From the newspaper, the Caretakers’ journals on the passages in life, translated…
Over a decade ago, my father had multiple heart catheterization surgeries, he also had diabetes, and an enlarged prostate as well; my uncle was handicapped, after being resuscitated during his final stage of stomach cancer, he’d become bedridden for over two months, I’d fed him semi-liquid foods, and he was able to, pass away peacefully at home; grandma (great grandmother), although she didn’t have any major physical conditions, but as I took her glucose reading before and after meal, there goes, half a day. They’d left me one by one, in three, five years.
When my mother was forty-nine she had a subdural hematoma, after being in a coma for multiple months, she’s now, becoming immobilized, but she’s still, healthy, considering. Back then my younger brother had, remarried, and left his son from a previous marriage back home, and I’d taken care of my nephew from when he was four to current, he’s now, a sophomore in university. My eldest brother died young, my eldest, fourth eldest sisters, married, and although my second and third eldest sisters are still single, I’m an adopted son in the family, but, the burdens of looking after my family landed on just me.

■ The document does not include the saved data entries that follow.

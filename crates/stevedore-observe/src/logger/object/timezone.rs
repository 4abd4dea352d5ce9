use std::{
    fmt,
    str::FromStr,
    sync::{OnceLock, RwLock},
};

use serde::{Deserialize, Serialize};
use time::UtcOffset;

use crate::logger::error::LoggerError;

/// Local UTC offset, captured by [`init_local_offset`] or on first use.
static LOCAL_OFFSET: RwLock<UtcOffset> = RwLock::new(UtcOffset::UTC);

static INIT_DONE: OnceLock<()> = OnceLock::new();

/// Timezone of log timestamps.
#[derive(Debug, Default, Clone, Copy, Deserialize, Serialize, PartialEq, Eq)]
#[serde(rename_all = "lowercase")]
pub enum LoggerTimeZone {
    #[default]
    Utc,
    /// The host's offset at startup.
    Local,
}

impl FromStr for LoggerTimeZone {
    type Err = LoggerError;
    fn from_str(s: &str) -> Result<Self, Self::Err> {
        match s.trim().to_ascii_lowercase().as_str() {
            "utc" | "" => Ok(Self::Utc),
            "local" => Ok(Self::Local),
            _ => Err(LoggerError::InvalidTimeZone(s.to_string())),
        }
    }
}

impl fmt::Display for LoggerTimeZone {
    fn fmt(&self, f: &mut fmt::Formatter<'_>) -> fmt::Result {
        f.write_str(match self {
            LoggerTimeZone::Utc => "utc",
            LoggerTimeZone::Local => "local",
        })
    }
}

/// Captures the local offset.
///
/// Must run in `main()` before the tokio runtime starts threads: offset detection fails in
/// multi-threaded processes on most Unix platforms. Falls back to UTC.
///
/// # Example
/// ```no_run
/// use stevedore_observe::init_local_offset;
///
/// fn main() {
///     init_local_offset();
///     let rt = tokio::runtime::Runtime::new().unwrap();
///     rt.block_on(async { /* ... */ });
/// }
/// ```
pub fn init_local_offset() {
    let offset = UtcOffset::current_local_offset().unwrap_or(UtcOffset::UTC);
    if let Ok(mut guard) = LOCAL_OFFSET.write() {
        *guard = offset;
    }
    let _ = INIT_DONE.set(());
}

pub(crate) fn get_or_detect_local_offset() -> UtcOffset {
    INIT_DONE.get_or_init(|| match UtcOffset::current_local_offset() {
        Ok(detected) => {
            if let Ok(mut guard) = LOCAL_OFFSET.write() {
                *guard = detected;
            }
        }
        Err(_) => {
            eprintln!(
                "WARNING: stevedore-observe could not detect the local timezone. \
                 Call init_local_offset() in main() before the tokio runtime. \
                 Falling back to UTC."
            );
        }
    });

    LOCAL_OFFSET.read().map(|guard| *guard).unwrap_or(UtcOffset::UTC)
}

In the 80s, I’d worked in a land developing firm in Taipei, with the downturn of economy, I’d quitted my job and went home to be with my family, I know, that this decade may be my most precious time, but I’d put family as my top priority because nobody can replace them, and so, I’d selected a flexible job with the hours as I take them, in sales.
The four elderly and a young child who’d, once circled around me, the years passed by; and now, there’s just, me and mom, the house became, quieted. And now, I’d wanted to, go back to my original work, earned my degree, and my certifications. I’d recalled those days which I took my mother to the doctors, to get her medications, and watched as she got her blood drawn, although it was burdensome, but the recollections were, sweetened, regardless.
The volunteers at the call center at Teacher Chang’s all gave me encouragements as they saw I needed, the smiles of children, the cuteness of the pets, it’d, given me strength, to fight for my families, and now, I’m, utilizing the “breather programs”, helping me through the lows of my life, the sun started to shine out.
And so, can you imagine the burdens this individual must have weathered through? S/he was the primary caretaker of her/his elderly mother, and, her/his uncle, as well as her/his own grandmother, helped them through their final passages in life, and now, as her/his nephew became adult, there’s only the person and her/his own elderly mother left, and this person will need to find a hobby, to occupy the time, because the elderly parent would eventually die one day, and, if the individual puts all her/his attention on taking care of everybody else, what would happen, if everybody else no longer needed her/him?